WHAT THE TASK ASKS: Copy the first line of the material below and every later line through the line containing "pub struct EncoderConfig", without any other output.

● ● ● ● ●

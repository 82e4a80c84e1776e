//! Temporal convolutional encoders for the motion and body branches.
//!
//! Both branches reduce a `(batch, channel, time)` sequence by a factor of
//! two per block, in one of two ways:
//! - Strided: reflect pad `(k - 2) / 2`, convolution with stride 2
//! - Pooled: reflect pad `(k - 1) / 2`, stride-1 convolution, max-pool of 2
//!
//! The body branch additionally max-pools the remaining time axis down to a
//! single descriptor per sample.

use candle_core::{Module, Result, Tensor};
use candle_nn::{conv1d, Conv1d, Conv1dConfig, VarBuilder};
use viewbody_core::Error;

use crate::activation::Activation;
use crate::ops::{global_max_pool1d, max_pool1d, reflect_pad1d};

/// Configuration for a temporal encoder
#[derive(Debug, Clone)]
pub struct EncoderConfig {
    /// Channel widths at each block boundary, input first
    pub channels: Vec<usize>,
    /// Convolution kernel size
    pub kernel_size: usize,
    /// Activation name (lrelu, relu, tanh)
    pub activation: String,
    /// Collapse the output time axis to length 1
    pub global_maxpool: bool,
    /// Downsample with max-pooling instead of strided convolution
    pub convpool: bool,
}

impl Default for EncoderConfig {
    fn default() -> Self {
        Self {
            channels: Vec::new(),
            kernel_size: 8,
            activation: "lrelu".to_string(),
            global_maxpool: false,
            convpool: false,
        }
    }
}

impl EncoderConfig {
    /// Strided, time-resolved encoder used for the motion branch
    pub fn motion(channels: Vec<usize>) -> Self {
        Self {
            channels,
            ..Default::default()
        }
    }

    /// Pooled encoder with global max-pool used for the body branch
    pub fn body(channels: Vec<usize>) -> Self {
        Self {
            channels,
            kernel_size: 7,
            global_maxpool: true,
            convpool: true,
            ..Default::default()
        }
    }

    pub fn with_kernel_size(mut self, kernel_size: usize) -> Self {
        self.kernel_size = kernel_size;
        self
    }

    pub fn with_activation(mut self, activation: impl Into<String>) -> Self {
        self.activation = activation.into();
        self
    }

    fn padding(&self) -> usize {
        if self.convpool {
            (self.kernel_size - 1) / 2
        } else {
            self.kernel_size.saturating_sub(2) / 2
        }
    }
}

/// Reflect pad + convolution + activation, optionally followed by max-pool
struct DownBlock {
    conv: Conv1d,
    pad: usize,
    pool: bool,
}

impl DownBlock {
    fn forward(&self, x: &Tensor, activation: &Activation) -> Result<Tensor> {
        let x = reflect_pad1d(x, self.pad)?;
        let x = self.conv.forward(&x)?;
        let x = activation.forward(&x)?;
        if self.pool {
            max_pool1d(&x)
        } else {
            Ok(x)
        }
    }
}

/// Stack of downsampling blocks
pub struct Encoder {
    blocks: Vec<DownBlock>,
    activation: Activation,
    config: EncoderConfig,
}

impl Encoder {
    pub fn new(config: EncoderConfig, vb: VarBuilder) -> viewbody_core::Result<Self> {
        let activation: Activation = config.activation.parse()?;

        if config.channels.len() < 2 {
            return Err(Error::Config(format!(
                "encoder needs at least two channel widths, got {:?}",
                config.channels
            )));
        }
        if config.kernel_size == 0 {
            return Err(Error::Config("encoder kernel_size must be positive".into()));
        }

        let pad = config.padding();
        let conv_config = Conv1dConfig {
            padding: 0,
            stride: if config.convpool { 1 } else { 2 },
            ..Default::default()
        };

        let mut blocks = Vec::with_capacity(config.channels.len() - 1);
        for (i, pair) in config.channels.windows(2).enumerate() {
            let conv = conv1d(
                pair[0],
                pair[1],
                config.kernel_size,
                conv_config,
                vb.pp(format!("conv_{}", i)),
            )?;
            blocks.push(DownBlock {
                conv,
                pad,
                pool: config.convpool,
            });
        }

        tracing::debug!(
            channels = ?config.channels,
            kernel_size = config.kernel_size,
            convpool = config.convpool,
            global_maxpool = config.global_maxpool,
            "built encoder"
        );

        Ok(Self {
            blocks,
            activation,
            config,
        })
    }

    /// Encode a `(batch, in_channels, time)` sequence.
    ///
    /// Returns `(batch, out_channels, time / 2^L)`, or `(batch, out_channels, 1)`
    /// when global max-pooling is enabled.
    pub fn forward(&self, x: &Tensor) -> Result<Tensor> {
        let mut x = x.clone();
        for block in &self.blocks {
            x = block.forward(&x, &self.activation)?;
        }

        if self.config.global_maxpool {
            global_max_pool1d(&x)
        } else {
            Ok(x)
        }
    }

    /// Output time length for an input of `input_len` samples, or `None` if
    /// the stack would run out of samples.
    pub fn output_len(&self, input_len: usize) -> Option<usize> {
        let k = self.config.kernel_size;
        let pad = self.config.padding();
        let mut t = input_len;
        for _ in &self.blocks {
            if pad >= t && pad > 0 {
                return None;
            }
            t = if self.config.convpool {
                (t + 2 * pad + 1).checked_sub(k)? / 2
            } else {
                (t + 2 * pad).checked_sub(k)? / 2 + 1
            };
            if t == 0 {
                return None;
            }
        }
        if self.config.global_maxpool {
            Some(1)
        } else {
            Some(t)
        }
    }

    pub fn num_layers(&self) -> usize {
        self.blocks.len()
    }

    pub fn in_channels(&self) -> usize {
        self.config.channels[0]
    }

    pub fn out_channels(&self) -> usize {
        self.config.channels[self.config.channels.len() - 1]
    }

    pub fn activation(&self) -> Activation {
        self.activation
    }

    pub fn config(&self) -> &EncoderConfig {
        &self.config
    }
}
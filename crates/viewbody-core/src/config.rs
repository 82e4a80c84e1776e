//! Model configuration.
//!
//! Channel widths are listed per layer boundary, so a list of length `n`
//! describes `n - 1` convolutional blocks. The two encoders read the same
//! input sequence and the decoder rebuilds it, which ties the three lists
//! together (see [`ModelConfig::validate`]).

use serde::{Deserialize, Serialize};

use crate::error::{Error, Result};

/// Channel layout and layer hyperparameters for the autoencoder
#[derive(Debug, Clone, PartialEq, Serialize, Deserialize)]
#[serde(default)]
pub struct ModelConfig {
    /// Motion encoder widths, input first
    pub motion_channels: Vec<usize>,

    /// Body encoder widths, input first
    pub body_channels: Vec<usize>,

    /// Decoder widths, latent first
    pub decoder_channels: Vec<usize>,

    /// Expected input time length. Documents the data layout only; it does
    /// not change the layer structure.
    pub input_size: usize,

    /// Kernel size of the strided motion encoder
    pub motion_kernel_size: usize,

    /// Kernel size of the pooled body encoder
    pub body_kernel_size: usize,

    /// Kernel size of the decoder
    pub decoder_kernel_size: usize,

    /// Activation name shared by all blocks (lrelu, relu, tanh)
    pub activation: String,
}

impl Default for ModelConfig {
    fn default() -> Self {
        Self {
            motion_channels: vec![32, 48, 96, 128],
            body_channels: vec![30, 48, 96, 128],
            decoder_channels: vec![256, 128, 64, 32],
            input_size: 64,
            motion_kernel_size: 8,
            body_kernel_size: 7,
            decoder_kernel_size: 7,
            activation: "lrelu".to_string(),
        }
    }
}

impl ModelConfig {
    /// Create a configuration from the three channel lists, keeping default
    /// kernel sizes and activation
    pub fn new(
        motion_channels: Vec<usize>,
        body_channels: Vec<usize>,
        decoder_channels: Vec<usize>,
        input_size: usize,
    ) -> Self {
        Self {
            motion_channels,
            body_channels,
            decoder_channels,
            input_size,
            ..Default::default()
        }
    }

    /// Set the activation name
    pub fn with_activation(mut self, activation: impl Into<String>) -> Self {
        self.activation = activation.into();
        self
    }

    /// Check the channel-compatibility invariant.
    ///
    /// * every list has at least two positive widths
    /// * `motion_channels[0] == decoder_channels[last]`
    /// * `body_channels[0] <= motion_channels[0]`; the difference is the
    ///   number of trailing motion-only channels
    /// * `motion_channels[last] + body_channels[last] == decoder_channels[0]`
    pub fn validate(&self) -> Result<()> {
        check_widths("motion_channels", &self.motion_channels)?;
        check_widths("body_channels", &self.body_channels)?;
        check_widths("decoder_channels", &self.decoder_channels)?;

        let mot_in = self.motion_channels[0];
        let body_in = self.body_channels[0];
        let mot_out = self.motion_channels[self.motion_channels.len() - 1];
        let body_out = self.body_channels[self.body_channels.len() - 1];
        let de_in = self.decoder_channels[0];
        let de_out = self.decoder_channels[self.decoder_channels.len() - 1];

        if mot_in != de_out {
            return Err(Error::ChannelMismatch(format!(
                "motion encoder reads {} channels but decoder produces {}",
                mot_in, de_out
            )));
        }

        if body_in > mot_in {
            return Err(Error::ChannelMismatch(format!(
                "body encoder reads {} channels, more than the {}-channel input",
                body_in, mot_in
            )));
        }

        if mot_out + body_out != de_in {
            return Err(Error::ChannelMismatch(format!(
                "motion latent ({}) + body latent ({}) = {} but decoder expects {}",
                mot_out,
                body_out,
                mot_out + body_out,
                de_in
            )));
        }

        for (name, k) in [
            ("motion_kernel_size", self.motion_kernel_size),
            ("body_kernel_size", self.body_kernel_size),
            ("decoder_kernel_size", self.decoder_kernel_size),
        ] {
            if k == 0 {
                return Err(Error::Config(format!("{} must be positive", name)));
            }
        }

        Ok(())
    }

    /// Number of trailing input channels seen only by the motion branch
    pub fn aux_channels(&self) -> usize {
        match (self.motion_channels.first(), self.body_channels.first()) {
            (Some(m), Some(b)) => m.saturating_sub(*b),
            _ => 0,
        }
    }

    /// Input channel width shared by the motion encoder and decoder output
    pub fn input_channels(&self) -> usize {
        self.motion_channels.first().copied().unwrap_or(0)
    }

    /// Load configuration from file, with `VIEWBODY_*` environment overrides
    pub fn from_file(path: &str) -> Result<Self> {
        let settings = config::Config::builder()
            .add_source(config::File::with_name(path))
            .add_source(environment())
            .build()?;

        Ok(settings.try_deserialize()?)
    }

    /// Load from environment variables, defaults filling unset fields
    pub fn from_env() -> Result<Self> {
        let settings = config::Config::builder()
            .add_source(environment())
            .build()?;

        Ok(settings.try_deserialize()?)
    }
}

fn environment() -> config::Environment {
    config::Environment::with_prefix("VIEWBODY")
        .try_parsing(true)
        .list_separator(",")
        .with_list_parse_key("motion_channels")
        .with_list_parse_key("body_channels")
        .with_list_parse_key("decoder_channels")
}

fn check_widths(name: &str, channels: &[usize]) -> Result<()> {
    if channels.len() < 2 {
        return Err(Error::Config(format!(
            "{} needs at least two widths, got {}",
            name,
            channels.len()
        )));
    }
    if channels.contains(&0) {
        return Err(Error::Config(format!("{} contains a zero width", name)));
    }
    Ok(())
}

#[cfg(test)]
mod tests {
    use super::*;

    #[test]
    fn test_default_config() {
        let config = ModelConfig::default();
        assert_eq!(config.input_channels(), 32);
        assert_eq!(config.aux_channels(), 2);
        assert_eq!(config.activation, "lrelu");
        assert!(config.validate().is_ok());
    }

    #[test]
    fn test_latent_width_mismatch() {
        let config = ModelConfig::new(
            vec![32, 48, 96, 128],
            vec![30, 48, 96, 64],
            vec![256, 128, 64, 32],
            64,
        );
        let err = config.validate().unwrap_err();
        assert!(matches!(err, Error::ChannelMismatch(_)));
        assert!(err.to_string().contains("decoder expects 256"));
    }

    #[test]
    fn test_decoder_output_mismatch() {
        let config = ModelConfig::new(
            vec![32, 48, 96, 128],
            vec![32, 48, 96, 128],
            vec![256, 128, 64, 16],
            64,
        );
        assert!(matches!(config.validate(), Err(Error::ChannelMismatch(_))));
    }

    #[test]
    fn test_body_wider_than_input() {
        let config = ModelConfig::new(
            vec![32, 64],
            vec![40, 64],
            vec![128, 32],
            16,
        );
        assert!(matches!(config.validate(), Err(Error::ChannelMismatch(_))));
    }

    #[test]
    fn test_short_channel_list() {
        let config = ModelConfig::new(vec![32], vec![32, 64], vec![96, 32], 16);
        assert!(matches!(config.validate(), Err(Error::Config(_))));
    }

    #[test]
    fn test_partial_config_uses_defaults() {
        let config: ModelConfig =
            serde_json::from_str(r#"{ "activation": "tanh", "input_size": 128 }"#).unwrap();
        assert_eq!(config.activation, "tanh");
        assert_eq!(config.input_size, 128);
        assert_eq!(config.decoder_channels, vec![256, 128, 64, 32]);
    }

    #[test]
    fn test_from_file() -> Result<()> {
        let path = std::env::temp_dir().join("viewbody_model_config_test.json");
        std::fs::write(
            &path,
            r#"{
                "motion_channels": [16, 32],
                "body_channels": [16, 32],
                "decoder_channels": [64, 16],
                "input_size": 32,
                "activation": "relu"
            }"#,
        )
        .unwrap();

        let config = ModelConfig::from_file(path.to_str().unwrap())?;
        std::fs::remove_file(&path).ok();

        assert_eq!(config.motion_channels, vec![16, 32]);
        assert_eq!(config.aux_channels(), 0);
        assert_eq!(config.motion_kernel_size, 8);
        config.validate()
    }
}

● ● ● ● ●

TASK ANSWER:
repository 82e4a80c84e1776e
//! Temporal convolutional encoders for the motion and body branches.
//!
//! Both branches reduce a `(batch, channel, time)` sequence by a factor of
//! two per block, in one of two ways:
//! - Strided: reflect pad `(k - 2) / 2`, convolution with stride 2
//! - Pooled: reflect pad `(k - 1) / 2`, stride-1 convolution, max-pool of 2
//!
//! The body branch additionally max-pools the remaining time axis down to a
//! single descriptor per sample.

use candle_core::{Module, Result, Tensor};
use candle_nn::{conv1d, Conv1d, Conv1dConfig, VarBuilder};
use viewbody_core::Error;

use crate::activation::Activation;
use crate::ops::{global_max_pool1d, max_pool1d, reflect_pad1d};

/// Configuration for a temporal encoder
#[derive(Debug, Clone)]
pub struct EncoderConfig {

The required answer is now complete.